November 28, 2022

News West

West Coast News Network

Riverside DA holds on to ballots in elections officer fight

Shortly before Thanksgiving, Riverside County’s registrar of voters received a post-election surprise: The local district attorney had custody of 91 ballots for weeks, and their review wouldn’t wrap up before certification of the Nov. 3 results.

“It was very concerning,” said Registrar of Voters Rebecca Spencer. “That was the first I had heard about all of this.”

The ballots are still being held by Dist. Atty. Michael Hestrin more than three months later, the impasse only the latest in a series of bitter feuds between the two Riverside agencies over the past four years. Spencer, whose work in responding to Hestrin’s inquiries has largely been supported by the Riverside County counsel’s office, recently hired her own lawyer due to what she said were her concerns with Hestrin and other high-ranking Republicans.

“I feel that there are partisan politics, partisan agendas, that are trying to be pushed onto the registrar of voters’ office,” said Spencer, who is registered with no party preference.

Hestrin, a Republican who was elected district attorney in 2014, referred questions from The Times to his investigators who said all of their efforts begin with public complaints. The district attorney lashed out at Spencer in a Feb. 5 letter to county officials for using “inflammatory rhetoric” and making “baseless allegations” about his office’s work.

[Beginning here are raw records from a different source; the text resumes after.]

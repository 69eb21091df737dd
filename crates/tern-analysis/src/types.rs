//! Representation of the Tern type system.
//!
//! Types form a lattice with `dyn` at the top and `error` at the bottom.
//! Primitive types are singletons (enum variants); parametric types compare
//! structurally; message types compare nominally by fully-qualified name.

use std::collections::HashMap;
use std::fmt;
use std::sync::Arc;

/// Represents a kind of primitive Tern type.
#[derive(Debug, Clone, Copy, PartialEq, Eq, Hash)]
pub enum PrimitiveTypeKind {
    /// The type is a `bool`.
    Bool,
    /// The type is a 64-bit signed `int`.
    Int,
    /// The type is a 64-bit unsigned `uint`.
    Uint,
    /// The type is a 64-bit IEEE `double`.
    Double,
    /// The type is a `string`.
    String,
    /// The type is a `bytes` value.
    Bytes,
}

impl fmt::Display for PrimitiveTypeKind {
    fn fmt(&self, f: &mut fmt::Formatter<'_>) -> fmt::Result {
        match self {
            Self::Bool => write!(f, "bool"),
            Self::Int => write!(f, "int"),
            Self::Uint => write!(f, "uint"),
            Self::Double => write!(f, "double"),
            Self::String => write!(f, "string"),
            Self::Bytes => write!(f, "bytes"),
        }
    }
}

/// Represents a map type.
#[derive(Debug, Clone, PartialEq, Eq, Hash)]
pub struct MapType {
    /// The key type of the map.
    key: Type,
    /// The value type of the map.
    value: Type,
}

impl MapType {
    /// Constructs a new map type.
    pub fn new(key: Type, value: Type) -> Self {
        Self { key, value }
    }

    /// Gets the key type of the map.
    pub fn key_type(&self) -> &Type {
        &self.key
    }

    /// Gets the value type of the map.
    pub fn value_type(&self) -> &Type {
        &self.value
    }
}

/// Represents a Tern type.
///
/// Types are cheap to clone.
#[derive(Debug, Clone, PartialEq, Eq, Hash)]
pub enum Type {
    /// The top type: assignable to and from every type.
    Dyn,
    /// The bottom marker produced by a previous type error.
    ///
    /// The error type assigns to everything so that a single mistake does
    /// not cascade into a flood of diagnostics.
    Error,
    /// The type of the `null` literal.
    ///
    /// Null is distinct from absence and is assignable only to wrapper,
    /// message, and well-known types.
    Null,
    /// A primitive type.
    Primitive(PrimitiveTypeKind),
    /// A nullable view of a primitive type.
    Wrapper(PrimitiveTypeKind),
    /// The well-known duration type.
    Duration,
    /// The well-known timestamp type.
    Timestamp,
    /// The well-known `any` type.
    Any,
    /// The well-known JSON value type.
    Json,
    /// A list type with its element type.
    List(Arc<Type>),
    /// A map type.
    Map(Arc<MapType>),
    /// A message type, identified by its fully-qualified name.
    Message(Arc<str>),
    /// The type of a type value, carrying its target.
    ///
    /// The expression `type(x)` has this type; an unparameterized type value
    /// carries `dyn` as its target.
    Type(Arc<Type>),
    /// A type parameter used during overload resolution.
    TypeParam(Arc<str>),
    /// An optional type produced by the presence-safe `.?` and `[?]` forms.
    Optional(Arc<Type>),
}

impl Type {
    /// Constructs a new list type with the given element type.
    pub fn list(element: Type) -> Self {
        Self::List(Arc::new(element))
    }

    /// Constructs a new map type with the given key and value types.
    pub fn map(key: Type, value: Type) -> Self {
        Self::Map(Arc::new(MapType::new(key, value)))
    }

    /// Constructs a new message type with the given fully-qualified name.
    pub fn message(name: impl Into<Arc<str>>) -> Self {
        Self::Message(name.into())
    }

    /// Constructs a new type value type with the given target.
    pub fn type_of(target: Type) -> Self {
        Self::Type(Arc::new(target))
    }

    /// Constructs a new type parameter with the given name.
    pub fn param(name: impl Into<Arc<str>>) -> Self {
        Self::TypeParam(name.into())
    }

    /// Constructs a new optional type with the given inner type.
    pub fn optional(inner: Type) -> Self {
        Self::Optional(Arc::new(inner))
    }

    /// Determines if the type is `dyn`.
    pub fn is_dyn(&self) -> bool {
        matches!(self, Self::Dyn)
    }

    /// Determines if the type is the error marker.
    pub fn is_error(&self) -> bool {
        matches!(self, Self::Error)
    }

    /// Determines if the type may be used as a map key.
    ///
    /// Map keys are restricted to `bool`, `int`, `uint`, and `string`.
    pub fn is_valid_map_key(&self) -> bool {
        matches!(
            self,
            Self::Dyn
                | Self::Error
                | Self::TypeParam(_)
                | Self::Primitive(
                    PrimitiveTypeKind::Bool
                        | PrimitiveTypeKind::Int
                        | PrimitiveTypeKind::Uint
                        | PrimitiveTypeKind::String
                )
        )
    }

    /// Determines if `null` may be assigned to this type.
    pub fn accepts_null(&self) -> bool {
        matches!(
            self,
            Self::Dyn
                | Self::Error
                | Self::Null
                | Self::Wrapper(_)
                | Self::Message(_)
                | Self::Duration
                | Self::Timestamp
                | Self::Any
                | Self::Json
                | Self::Optional(_)
        )
    }

    /// Determines if the named type parameter occurs within this type.
    pub fn references_param(&self, name: &str) -> bool {
        match self {
            Self::TypeParam(n) => **n == *name,
            Self::List(e) => e.references_param(name),
            Self::Map(m) => m.key.references_param(name) || m.value.references_param(name),
            Self::Type(t) => t.references_param(name),
            Self::Optional(t) => t.references_param(name),
            _ => false,
        }
    }
}

impl fmt::Display for Type {
    fn fmt(&self, f: &mut fmt::Formatter<'_>) -> fmt::Result {
        match self {
            Self::Dyn => write!(f, "dyn"),
            Self::Error => write!(f, "*error*"),
            Self::Null => write!(f, "null_type"),
            Self::Primitive(kind) => kind.fmt(f),
            Self::Wrapper(kind) => write!(f, "wrapper({kind})"),
            Self::Duration => write!(f, "duration"),
            Self::Timestamp => write!(f, "timestamp"),
            Self::Any => write!(f, "any"),
            Self::Json => write!(f, "json"),
            Self::List(e) => write!(f, "list({e})"),
            Self::Map(m) => write!(f, "map({k}, {v})", k = m.key, v = m.value),
            Self::Message(name) => write!(f, "{name}"),
            Self::Type(t) => write!(f, "type({t})"),
            Self::TypeParam(name) => write!(f, "{name}"),
            Self::Optional(t) => write!(f, "optional({t})"),
        }
    }
}

/// Represents a substitution of type parameters built up by unification.
///
/// Overload resolution clones the substitution before attempting each
/// candidate and keeps the clone only if the candidate succeeds.
#[derive(Debug, Clone, Default)]
pub struct Substitution {
    /// The bindings of type parameter names to types.
    bindings: HashMap<Arc<str>, Type>,
}

impl Substitution {
    /// Creates a new, empty substitution.
    pub fn new() -> Self {
        Self::default()
    }

    /// Gets the binding of the named type parameter, if any.
    pub fn binding(&self, name: &str) -> Option<&Type> {
        self.bindings.get(name)
    }

    /// Unifies a declared (parameter) type with an argument type.
    ///
    /// Returns `false` if the types do not unify; the substitution may have
    /// been partially extended in that case, so callers clone before
    /// speculative attempts.
    pub fn unify(&mut self, param: &Type, arg: &Type) -> bool {
        match (param, arg) {
            // `dyn` and the error marker unify with everything
            (Type::Dyn, _) | (_, Type::Dyn) => true,
            (Type::Error, _) | (_, Type::Error) => true,

            (Type::TypeParam(name), arg) => {
                if let Some(bound) = self.bindings.get(name.as_ref()).cloned() {
                    return self.unify(&bound, arg);
                }

                // The occurs check rejects a self-referencing binding
                if arg.references_param(name) {
                    return false;
                }

                self.bindings.insert(name.clone(), arg.clone());
                true
            }

            (Type::Null, Type::Null) => true,
            (param, Type::Null) => param.accepts_null(),

            (Type::Primitive(a), Type::Primitive(b)) => a == b,
            (Type::Wrapper(a), Type::Wrapper(b)) => a == b,
            (Type::Wrapper(a), Type::Primitive(b)) => a == b,

            (Type::Duration, Type::Duration) => true,
            (Type::Timestamp, Type::Timestamp) => true,
            // `any` accepts every value by packing it
            (Type::Any, _) => true,
            (Type::Json, Type::Json) => true,
            // JSON accepts any value whose conversion is checked at runtime
            (Type::Json, _) => true,

            (Type::List(a), Type::List(b)) => self.unify(a, b),
            (Type::Map(a), Type::Map(b)) => {
                self.unify(&a.key, &b.key) && self.unify(&a.value, &b.value)
            }
            (Type::Message(a), Type::Message(b)) => a == b,
            (Type::Type(a), Type::Type(b)) => self.unify(a, b),
            (Type::Optional(a), Type::Optional(b)) => self.unify(a, b),

            _ => false,
        }
    }

    /// Applies the substitution to the given type.
    ///
    /// Unbound type parameters resolve to `dyn`.
    pub fn apply(&self, ty: &Type) -> Type {
        match ty {
            Type::TypeParam(name) => match self.bindings.get(name.as_ref()) {
                Some(bound) => self.apply(&bound.clone()),
                None => Type::Dyn,
            },
            Type::List(e) => Type::list(self.apply(e)),
            Type::Map(m) => Type::map(self.apply(&m.key), self.apply(&m.value)),
            Type::Type(t) => Type::type_of(self.apply(t)),
            Type::Optional(t) => Type::optional(self.apply(t)),
            other => other.clone(),
        }
    }
}

/// Determines if a value of type `source` is assignable to type `target`.
pub fn is_assignable(target: &Type, source: &Type) -> bool {
    Substitution::new().unify(target, source)
}

/// Computes the least upper bound of two types.
///
/// The result widens to `dyn` when the types disagree.
pub fn common_type(a: &Type, b: &Type) -> Type {
    if a == b {
        return a.clone();
    }

    if a.is_error() {
        return b.clone();
    }

    if b.is_error() {
        return a.clone();
    }

    match (a, b) {
        (Type::List(x), Type::List(y)) => Type::list(common_type(x, y)),
        (Type::Map(x), Type::Map(y)) => Type::map(
            common_type(&x.key, &y.key),
            common_type(&x.value, &y.value),
        ),
        (Type::Null, other) | (other, Type::Null) => match other {
            Type::Primitive(kind) => Type::Wrapper(*kind),
            other if other.accepts_null() => other.clone(),
            _ => Type::Dyn,
        },
        (Type::Wrapper(k), Type::Primitive(p)) | (Type::Primitive(p), Type::Wrapper(k))
            if k == p =>
        {
            Type::Wrapper(*k)
        }
        _ => Type::Dyn,
    }
}

#[cfg(test)]
mod test {
    use pretty_assertions::assert_eq;

    use super::*;

    #[test]
    fn primitive_types_are_singletons() {
        assert_eq!(
            Type::Primitive(PrimitiveTypeKind::Int),
            Type::Primitive(PrimitiveTypeKind::Int)
        );
        assert_ne!(
            Type::Primitive(PrimitiveTypeKind::Int),
            Type::Primitive(PrimitiveTypeKind::Uint)
        );
    }

    #[test]
    fn structural_equality_recurses() {
        assert_eq!(
            Type::list(Type::map(
                Type::Primitive(PrimitiveTypeKind::String),
                Type::Dyn
            )),
            Type::list(Type::map(
                Type::Primitive(PrimitiveTypeKind::String),
                Type::Dyn
            )),
        );
        assert_ne!(
            Type::list(Type::Primitive(PrimitiveTypeKind::Int)),
            Type::list(Type::Primitive(PrimitiveTypeKind::Double)),
        );
    }

    #[test]
    fn dyn_unifies_with_everything() {
        let mut sub = Substitution::new();
        assert!(sub.unify(&Type::Dyn, &Type::Primitive(PrimitiveTypeKind::Int)));
        assert!(sub.unify(&Type::list(Type::Dyn), &Type::list(Type::Timestamp)));
    }

    #[test]
    fn null_assigns_to_wrappers_and_messages() {
        let mut sub = Substitution::new();
        assert!(sub.unify(&Type::Wrapper(PrimitiveTypeKind::Int), &Type::Null));
        assert!(sub.unify(&Type::message("pkg.Msg"), &Type::Null));
        assert!(!sub.unify(&Type::Primitive(PrimitiveTypeKind::Int), &Type::Null));
    }

    #[test]
    fn type_parameters_bind_and_propagate() {
        let mut sub = Substitution::new();
        let param = Type::param("A");
        assert!(sub.unify(&param, &Type::Primitive(PrimitiveTypeKind::Int)));
        assert!(sub.unify(&param, &Type::Primitive(PrimitiveTypeKind::Int)));
        assert!(!sub.unify(&param, &Type::Primitive(PrimitiveTypeKind::String)));
        assert_eq!(
            sub.apply(&Type::list(param)),
            Type::list(Type::Primitive(PrimitiveTypeKind::Int))
        );
    }

    #[test]
    fn occurs_check_rejects_recursive_bindings() {
        let mut sub = Substitution::new();
        assert!(!sub.unify(&Type::param("A"), &Type::list(Type::param("A"))));
    }

    #[test]
    fn common_type_widens_to_dyn() {
        assert_eq!(
            common_type(
                &Type::Primitive(PrimitiveTypeKind::Int),
                &Type::Primitive(PrimitiveTypeKind::Int)
            ),
            Type::Primitive(PrimitiveTypeKind::Int)
        );
        assert_eq!(
            common_type(
                &Type::Primitive(PrimitiveTypeKind::Int),
                &Type::Primitive(PrimitiveTypeKind::String)
            ),
            Type::Dyn
        );
        assert_eq!(
            common_type(&Type::Null, &Type::Primitive(PrimitiveTypeKind::Int)),
            Type::Wrapper(PrimitiveTypeKind::Int)
        );
    }
}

“It is indefensible that [Spencer] would claim that citizen complaints of her policies or practices are a per se partisan attack, or that our lawful efforts to inquire into them constitute an overreach,” Hestrin wrote.

The latest conflict began when members of the East Valley Republican Women Federated, a GOP group that conducted a Riverside County ballot collection effort during the fall campaign season, gave 91 ballots on election day to an investigator who works for Hestrin.

Joy Miedecke, the group’s president, said some local voters said the ballots were duplicates that they had wrongly received in the mail. She said she didn’t consider notifying the registrar of voters.

“For us, the best thing to do was to give them to the district attorney’s office,” Miedecke said, calling Hestrin “somebody that we trusted.”

Spencer said she’s not sure all of the ballots are duplicates. Her office hasn’t been allowed to inspect the original ballots, only copies. Of those reviewed by elections officials, she said five appear to have been sent to voters who did not participate in the Nov. 3 election — a discovery Spencer said requires additional review to ensure those county residents weren’t denied the right to vote. A spokesman for Hestrin disputes any problems for those voters, saying Wednesday that investigators contacted them and confirmed they cast different ballots that were mailed to them.

One of the ballots, Spencer said, appears to have been filled out, but a second ballot — under a different spelling of the voter’s last name — was counted. Because the county uses a bar code system to track ballots mailed, she said, only one vote would have been counted had both of them been returned to her office.

Joe DelGiudice, the district attorney’s chief of investigations, said earlier this month that there’s been no evidence of voter fraud.

“We’re not seeing any smoking guns,” he said.

Spencer has taken several of her complaints about the district attorney’s office to the Riverside County Board of Supervisors. Emails and letters reviewed by The Times show a variety of disputes over the past two years regarding elections operations. Hestrin, along with other county officials and Rep. Ken Calvert (R-Riverside), have sent long lists of questions about how the registrar views California’s ballot collection law, which allows anyone to deliver multiple ballots and has been often criticized by Republicans for allowing what they call “ballot harvesting.”

In one instance in 2019, Hestrin asked Spencer for copies of the envelopes for all absentee ballots cast over the previous seven years. Riverside County’s counsel told Hestrin that state law requires the voter-signed documents be kept confidential.

In another dustup over ballot collection efforts — which Hestrin, in letters reviewed by The Times, thought needed more oversight by the registrar — Spencer said the district attorney’s office suggested she should take extraordinary steps to learn the identity of those who deliver voter ballots, including suggesting last January that staff members could follow the people into the parking lot to write down their license plate numbers.

In May, Spencer said, she was instructed by a high-ranking county official to remove a pair of permanent ballot drop boxes outside county election offices due to security risks. She refused, insisting the boxes were no less safe than a mailbox and that doing so would unfairly limit the voting options for county residents.

“That very much crossed the line for me,” she said.

Representatives for the district attorney’s office said that while they have responded to a variety of election-related complaints over the past six years, very few cases were prosecuted because they believe the problems stemmed from the operations of the registrar of voters’ office.

As for the 91 ballots that have been withheld for more than three months, DelGiudice said investigators saw no urgent need to examine them during the period when legitimate ballots were being counted.

“There was nothing related to this investigation that was time-sensitive,” he said.

Spencer, who was an elections staffer for 15 years before being appointed registrar in 2014, said she has yet to hear a clear reason why the ballots remain in the custody of Hestrin’s investigators, who told The Times their review of the documents isn’t complete.

“I have not found any signs of fraud or any [voting] irregularities that don’t have valid explanations behind them,” she said.